When are we going to learn?

May 1, 2000
Jarring news always has a profound effect on my memory. I can clearly picture, for example, where I was and what I was doing when I learned the Space Shuttle Challenger

Jarring news always has a profound effect on my memory. I can clearly picture, for example, where I was and what I was doing when I learned the Space Shuttle Challenger exploded in 1986. I can also recall, as if it happened a few weeks ago, standing in the street with my friends one summer afternoon in 1969 and talking about Neil Armstrong’s moon walk of the previous day.

More recently, just a month ago, in fact, I was in Germany attending the Hannover Fair when I heard about the shootings at Columbine High School in Littleton, Colo. Although I couldn’t follow most of the local coverage, one headline broke through the language barrier like a bulldozer.

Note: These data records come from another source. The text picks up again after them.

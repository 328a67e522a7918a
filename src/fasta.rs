//src/fasta.rs

use std::fs::File;
use std::io::{BufRead, BufReader};
use std::path::Path;

use ahash::AHashMap;
use flate2::read::MultiGzDecoder;

use crate::error::RarefyError;
use crate::types::FastaRecord;

/// Minimal FASTA reader that also supports .gz
///
/// Identifiers are the first whitespace-separated word of the header. Sequence
/// lines are concatenated with surrounding whitespace stripped.
pub fn read_fasta_records<P: AsRef<Path>>(path: P) -> Result<Vec<FastaRecord>, RarefyError> {
    let path = path.as_ref();
    let f = File::open(path)?;

    let is_gz = path
        .extension()
        .map(|ext| ext == "gz")
        .unwrap_or(false);

    let reader: Box<dyn BufRead> = if is_gz {
        Box::new(BufReader::new(MultiGzDecoder::new(f)))
    } else {
        Box::new(BufReader::new(f))
    };

    parse_fasta(reader)
}

/// Parses FASTA text from any buffered reader.
pub fn parse_fasta<R: BufRead>(mut reader: R) -> Result<Vec<FastaRecord>, RarefyError> {
    let mut records = Vec::new();
    let mut current: Option<FastaRecord> = None;
    let mut line = String::new();
    let mut line_no = 0;

    loop {
        line.clear();
        if reader.read_line(&mut line)? == 0 {
            break; // EOF
        }
        line_no += 1;
        let trimmed = line.trim();
        if trimmed.is_empty() {
            continue;
        }

        if let Some(header) = trimmed.strip_prefix('>') {
            let id = header.split_whitespace().next().unwrap_or("");
            if id.is_empty() {
                return Err(RarefyError::MalformedFasta {
                    line_no,
                    reason: "header without identifier".to_string(),
                });
            }
            if let Some(done) = current.take() {
                records.push(done);
            }
            current = Some(FastaRecord::new(id, String::new()));
        } else {
            match current.as_mut() {
                Some(record) => record.seq.push_str(trimmed),
                None => {
                    return Err(RarefyError::MalformedFasta {
                        line_no,
                        reason: "sequence data before the first '>' header".to_string(),
                    })
                }
            }
        }
    }

    if let Some(done) = current {
        records.push(done);
    }
    Ok(records)
}

/// Collapses records that share an identifier. The last occurrence's sequence
/// wins but keeps the position of the first occurrence.
pub fn dedup_by_id(records: Vec<FastaRecord>) -> Vec<FastaRecord> {
    let mut position: AHashMap<String, usize> = AHashMap::with_capacity(records.len());
    let mut unique: Vec<FastaRecord> = Vec::with_capacity(records.len());

    for record in records {
        match position.get(&record.id) {
            Some(&idx) => {
                log::warn!("Duplicate identifier '{}', keeping its last sequence", record.id);
                unique[idx].seq = record.seq;
            }
            None => {
                position.insert(record.id.clone(), unique.len());
                unique.push(record);
            }
        }
    }
    unique
}

#[cfg(test)]
mod tests {
    use super::*;
    use flate2::write::GzEncoder;
    use flate2::Compression;
    use std::io::{Cursor, Write};

    const SAMPLE: &str = ">A first read\nACGT\nAC\n\n>B\nACGG\n";

    #[test]
    fn parses_multiline_records() {
        let records = parse_fasta(Cursor::new(SAMPLE)).unwrap();
        assert_eq!(
            records,
            vec![FastaRecord::new("A", "ACGTAC"), FastaRecord::new("B", "ACGG")]
        );
    }

    #[test]
    fn rejects_sequence_before_header() {
        let err = parse_fasta(Cursor::new("ACGT\n>A\nAC\n")).unwrap_err();
        assert!(matches!(err, RarefyError::MalformedFasta { line_no: 1, .. }));
    }

    #[test]
    fn rejects_empty_identifier() {
        let err = parse_fasta(Cursor::new(">A\nAC\n>  \nGG\n")).unwrap_err();
        assert!(matches!(err, RarefyError::MalformedFasta { line_no: 3, .. }));
    }

    #[test]
    fn reads_plain_and_gzipped_files() {
        let dir = tempfile::tempdir().unwrap();

        let plain = dir.path().join("reads.fasta");
        std::fs::write(&plain, SAMPLE).unwrap();

        let gz = dir.path().join("reads.fasta.gz");
        let mut encoder = GzEncoder::new(File::create(&gz).unwrap(), Compression::default());
        encoder.write_all(SAMPLE.as_bytes()).unwrap();
        encoder.finish().unwrap();

        let a = read_fasta_records(&plain).unwrap();
        let b = read_fasta_records(&gz).unwrap();
        assert_eq!(a.len(), 2);
        assert_eq!(a, b);
    }

    #[test]
    fn missing_file_is_io_error() {
        let err = read_fasta_records("/nonexistent/reads.fasta").unwrap_err();
        assert!(matches!(err, RarefyError::Io(_)));
    }

    #[test]
    fn dedup_keeps_first_position_last_sequence() {
        let records = vec![
            FastaRecord::new("A", "AAAA"),
            FastaRecord::new("B", "CCCC"),
            FastaRecord::new("A", "GGGG"),
        ];
        let unique = dedup_by_id(records);
        assert_eq!(
            unique,
            vec![FastaRecord::new("A", "GGGG"), FastaRecord::new("B", "CCCC")]
        );
    }
}
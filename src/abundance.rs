//src/abundance.rs

use std::fs::File;
use std::io::{BufRead, BufReader};
use std::path::Path;

use ahash::AHashMap;

use crate::error::RarefyError;

/// Abundance lookup loaded from a two-column table:
/// ```text
/// <sequence id>\t<abundance>
/// ```
/// Values are kept as written and parsed on lookup, so a malformed count only
/// fails the run when a sequence actually refers to it.
#[derive(Debug, Default, Clone)]
pub struct AbundanceTable {
    entries: AHashMap<String, String>,
}

impl AbundanceTable {
    pub fn from_file<P: AsRef<Path>>(path: P) -> Result<Self, RarefyError> {
        let file = File::open(path)?;
        Self::from_reader(BufReader::new(file))
    }

    /// Reads whitespace-separated `id count` lines. Blank lines are skipped and
    /// extra columns ignored; a repeated id keeps its last value.
    pub fn from_reader<R: BufRead>(reader: R) -> Result<Self, RarefyError> {
        let mut entries = AHashMap::new();

        for (idx, line_result) in reader.lines().enumerate() {
            let line = line_result?;
            let mut fields = line.split_whitespace();
            let Some(id) = fields.next() else {
                continue;
            };
            let Some(value) = fields.next() else {
                return Err(RarefyError::MalformedAbundanceLine {
                    line_no: idx + 1,
                    line: line.trim().to_string(),
                });
            };
            entries.insert(id.to_string(), value.to_string());
        }

        Ok(Self { entries })
    }

    pub fn insert(&mut self, id: impl Into<String>, value: impl Into<String>) {
        self.entries.insert(id.into(), value.into());
    }

    pub fn len(&self) -> usize {
        self.entries.len()
    }

    pub fn is_empty(&self) -> bool {
        self.entries.is_empty()
    }

    /// Abundance of `id` as a count.
    pub fn abundance(&self, id: &str) -> Result<usize, RarefyError> {
        let value = self
            .entries
            .get(id)
            .ok_or_else(|| RarefyError::MissingAbundanceEntry { id: id.to_string() })?;

        value
            .parse::<usize>()
            .map_err(|_| RarefyError::InvalidAbundanceValue {
                id: id.to_string(),
                value: value.clone(),
            })
    }
}

impl<K: Into<String>, V: Into<String>> FromIterator<(K, V)> for AbundanceTable {
    fn from_iter<I: IntoIterator<Item = (K, V)>>(iter: I) -> Self {
        let mut table = Self::default();
        for (id, value) in iter {
            table.insert(id, value);
        }
        table
    }
}
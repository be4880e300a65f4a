#![no_main]

use libfuzzer_sys::fuzz_target;
use vaultstat_settings::Settings;

const MAX_INPUT_SIZE: usize = 8 * 1024;

fuzz_target!(|data: &[u8]| {
    if data.len() > MAX_INPUT_SIZE {
        return;
    }
    let Ok(text) = std::str::from_utf8(data) else {
        return;
    };

    if let Ok(settings) = Settings::parse(text) {
        assert!(settings.drain_interval_ms > 0);
        assert_eq!(settings.drain_interval().as_millis(), u128::from(settings.drain_interval_ms));
        let _ = settings.exclude_set();
    }
});
//! Translation of filesystem notifications into vault change events.

use std::path::PathBuf;

use notify::event::{EventKind, ModifyKind, RenameMode};
use vaultstat_fs::FsVault;
use vaultstat_types::ChangeEvent;

/// Change events for one raw notification. Paths outside the vault, or that
/// are not UTF-8, are dropped.
pub(crate) fn change_events(vault: &FsVault, event: &notify::Event) -> Vec<ChangeEvent> {
    let key = |path: &PathBuf| vault.key_for(path);

    match event.kind {
        EventKind::Modify(ModifyKind::Name(RenameMode::Both)) if event.paths.len() == 2 => {
            match (key(&event.paths[0]), key(&event.paths[1])) {
                (Some(from), Some(to)) => vec![ChangeEvent::Renamed { from, to }],
                (Some(from), None) => vec![ChangeEvent::Deleted { key: from }],
                (None, Some(to)) => vec![ChangeEvent::Created { key: to }],
                (None, None) => Vec::new(),
            }
        }
        EventKind::Modify(ModifyKind::Name(RenameMode::From)) | EventKind::Remove(_) => event
            .paths
            .iter()
            .filter_map(key)
            .map(|key| ChangeEvent::Deleted { key })
            .collect(),
        EventKind::Modify(ModifyKind::Name(RenameMode::To)) | EventKind::Create(_) => event
            .paths
            .iter()
            .filter_map(key)
            .map(|key| ChangeEvent::Created { key })
            .collect(),
        EventKind::Modify(_) => event
            .paths
            .iter()
            .filter_map(key)
            .map(|key| ChangeEvent::Modified { key })
            .collect(),
        EventKind::Access(_) | EventKind::Any | EventKind::Other => Vec::new(),
    }
}
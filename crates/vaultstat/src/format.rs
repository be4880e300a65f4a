//! Rendering of vault totals.

use anyhow::Result;
use serde::Serialize;
use vaultstat_engine::DrainReport;
use vaultstat_types::{AggregateRecord, OutputFormat, SCHEMA_VERSION};

#[derive(Debug, Clone, Serialize)]
pub(crate) struct ToolInfo {
    pub name: &'static str,
    pub version: &'static str,
}

pub(crate) fn tool_info() -> ToolInfo {
    ToolInfo {
        name: "vaultstat",
        version: env!("CARGO_PKG_VERSION"),
    }
}

/// JSON output of `scan`.
#[derive(Debug, Clone, Serialize)]
pub(crate) struct ScanReceipt<'a> {
    pub schema_version: u32,
    pub tool: ToolInfo,
    pub root: &'a str,
    pub totals: AggregateRecord,
    pub pass: DrainReport,
}

pub(crate) fn render(
    format: OutputFormat,
    root: &str,
    totals: &AggregateRecord,
    pass: &DrainReport,
) -> Result<String> {
    match format {
        OutputFormat::Md => Ok(render_md(totals)),
        OutputFormat::Json => {
            let receipt = ScanReceipt {
                schema_version: SCHEMA_VERSION,
                tool: tool_info(),
                root,
                totals: *totals,
                pass: *pass,
            };
            let mut out = serde_json::to_string(&receipt)?;
            out.push('\n');
            Ok(out)
        }
    }
}

pub(crate) fn render_md(t: &AggregateRecord) -> String {
    let mut s = String::new();
    s.push_str("|Metric|Value|\n");
    s.push_str("|---|---:|\n");
    s.push_str(&format!("|Files|{}|\n", t.files));
    s.push_str(&format!("|Documents|{}|\n", t.documents));
    s.push_str(&format!("|Attachments|{}|\n", t.attachments));
    s.push_str(&format!("|Words|{}|\n", t.word_count));
    s.push_str(&format!("|Links|{}|\n", t.link_count));
    s.push_str(&format!("|Tags|{}|\n", t.tag_count));
    s.push_str(&format!("|Bytes|{}|\n", t.size_bytes));
    s.push_str(&format!("|**Quality**|{:.2}|\n", t.quality));
    s
}

/// One-line summary for `watch`.
pub(crate) fn status_line(t: &AggregateRecord) -> String {
    format!(
        "{} files ({} notes, {} attachments) | {} words | {} links | {} tags | {} | quality {:.2}",
        human_count(t.files),
        human_count(t.documents),
        human_count(t.attachments),
        human_count(t.word_count),
        human_count(t.link_count),
        human_count(t.tag_count),
        human_bytes(t.size_bytes),
        t.quality,
    )
}

/// Decimal units: `999`, `1.2k`, `3.4M`, `5.6G`.
pub(crate) fn human_count(n: u64) -> String {
    const UNITS: [(u64, &str); 3] = [(1_000_000_000, "G"), (1_000_000, "M"), (1_000, "k")];
    for (scale, suffix) in UNITS {
        if n >= scale {
            return format!("{:.1}{suffix}", n as f64 / scale as f64);
        }
    }
    n.to_string()
}

/// Binary units: `512 B`, `1.5 KiB`, `2.0 MiB`.
pub(crate) fn human_bytes(n: u64) -> String {
    const UNITS: [&str; 5] = ["KiB", "MiB", "GiB", "TiB", "PiB"];
    if n < 1024 {
        return format!("{n} B");
    }
    let mut value = n as f64 / 1024.0;
    let mut unit = 0;
    while value >= 1024.0 && unit < UNITS.len() - 1 {
        value /= 1024.0;
        unit += 1;
    }
    format!("{value:.1} {}", UNITS[unit])
}
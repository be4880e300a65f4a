use std::fmt;

use crate::{MARKDOWN, Tokenizer, UNIT};

/// The kind of a document region, parsed from a structure provider's tag.
#[derive(Debug, Clone, PartialEq, Eq, Hash)]
pub enum RegionKind {
    Paragraph,
    Heading,
    List,
    Blockquote,
    Callout,
    Table,
    Yaml,
    Code,
    Math,
    ThematicBreak,
    Html,
    Text,
    Element,
    FootnoteDefinition,
    Definition,
    Comment,
    /// A tag with no registered tokenizer; carries the raw tag for diagnostics.
    Unregistered(String),
}

impl RegionKind {
    /// Parse a provider tag. Unknown tags become [`RegionKind::Unregistered`].
    ///
    /// ```
    /// use vaultstat_tokenize::RegionKind;
    ///
    /// assert_eq!(RegionKind::parse("thematicBreak"), RegionKind::ThematicBreak);
    /// assert_eq!(
    ///     RegionKind::parse("definitionList"),
    ///     RegionKind::Unregistered("definitionList".into())
    /// );
    /// ```
    #[must_use]
    pub fn parse(tag: &str) -> Self {
        match tag {
            "paragraph" => Self::Paragraph,
            "heading" => Self::Heading,
            "list" => Self::List,
            "blockquote" => Self::Blockquote,
            "callout" => Self::Callout,
            "table" => Self::Table,
            "yaml" => Self::Yaml,
            "code" => Self::Code,
            "math" => Self::Math,
            "thematicBreak" => Self::ThematicBreak,
            "html" => Self::Html,
            "text" => Self::Text,
            "element" => Self::Element,
            "footnoteDefinition" => Self::FootnoteDefinition,
            "definition" => Self::Definition,
            "comment" => Self::Comment,
            other => Self::Unregistered(other.to_string()),
        }
    }

    #[must_use]
    pub fn as_str(&self) -> &str {
        match self {
            Self::Paragraph => "paragraph",
            Self::Heading => "heading",
            Self::List => "list",
            Self::Blockquote => "blockquote",
            Self::Callout => "callout",
            Self::Table => "table",
            Self::Yaml => "yaml",
            Self::Code => "code",
            Self::Math => "math",
            Self::ThematicBreak => "thematicBreak",
            Self::Html => "html",
            Self::Text => "text",
            Self::Element => "element",
            Self::FootnoteDefinition => "footnoteDefinition",
            Self::Definition => "definition",
            Self::Comment => "comment",
            Self::Unregistered(tag) => tag,
        }
    }
}

impl fmt::Display for RegionKind {
    fn fmt(&self, f: &mut fmt::Formatter<'_>) -> fmt::Result {
        f.write_str(self.as_str())
    }
}

/// The tokenizer for a region kind, or `None` when the kind is unregistered.
#[must_use]
pub fn classify(kind: &RegionKind) -> Option<&'static dyn Tokenizer> {
    match kind {
        RegionKind::Paragraph
        | RegionKind::Heading
        | RegionKind::List
        | RegionKind::Blockquote
        | RegionKind::Callout => Some(&MARKDOWN),
        RegionKind::Table
        | RegionKind::Yaml
        | RegionKind::Code
        | RegionKind::Math
        | RegionKind::ThematicBreak
        | RegionKind::Html
        | RegionKind::Text
        | RegionKind::Element
        | RegionKind::FootnoteDefinition
        | RegionKind::Definition
        | RegionKind::Comment => Some(&UNIT),
        RegionKind::Unregistered(_) => None,
    }
}

/// Shorthand for `classify(&RegionKind::parse(tag))`.
#[must_use]
pub fn tokenizer_for(tag: &str) -> Option<&'static dyn Tokenizer> {
    classify(&RegionKind::parse(tag))
}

Hitler is killing children it said, according to my translator. It was a reference, I guess, to the perpetrators’ preoccupation with nazism, “dark” counterculture, and Hitler himself.

Whatever it was, the headline writer gets an A+ for getting attention, even that of an “illiterate” American in town for an industrial tradeshow. The sad commentary, however, is that the literal headline — children are killing children — probably wouldn’t have turned as many heads or sold as many newspapers. And that’s why I’m afraid these sorts of incidents are likely to continue.

Call it complacency. Call it self-absorption. Call it whatever you want. As a society, and as individuals, we are failing our kids. Columbine High is just the latest reminder.

I’d like to be optimistic about this. I’d like to be able to say with Vice President Al Gore, that this is an aberration, that “America is a good and decent place and our goodness is a light to all the world.” But I’m not stumping for office; I don’t have to deceive myself.

I believe that the same misguided leadership and thinking that got us here in the first place will prevail in the agendas, action plans, and intervention programs that emerge in the aftermath of the shooting. It will be a classic case of the blind leading the blind. Just wait and see.

In the meantime, though, there are, and will forever be, fifteen empty desks at the Colorado school. And in the homes of Littleton, fifteen empty chairs and fifteen empty beds. And fifteen empty families because of fifteen faces and fifteen voices that will never be seen or heard in this world again. And that is the biggest tragedy.

Years from now, when I look back on my trip to Germany, I’ll probably remember the huge fairgrounds, the scenic train rides, and the long stuffy flights. But I’ll also remember the kids we lost at Columbine High. I’ll remember that one wanted to be a Navy pilot, one just got back from Paris, one wanted to be a songwriter, one had been on a missionary trip to Mexico, one survived two heart surgeries, and one was killed after she said she believed in God.

And I’ll remember how helpless I felt. How in the end I could only scribble some names on a piece of paper, say a prayer, and go on. No it won’t bring back the victims in Littleton, but it might help the rest of us to keep these kids, and their families, in our thoughts.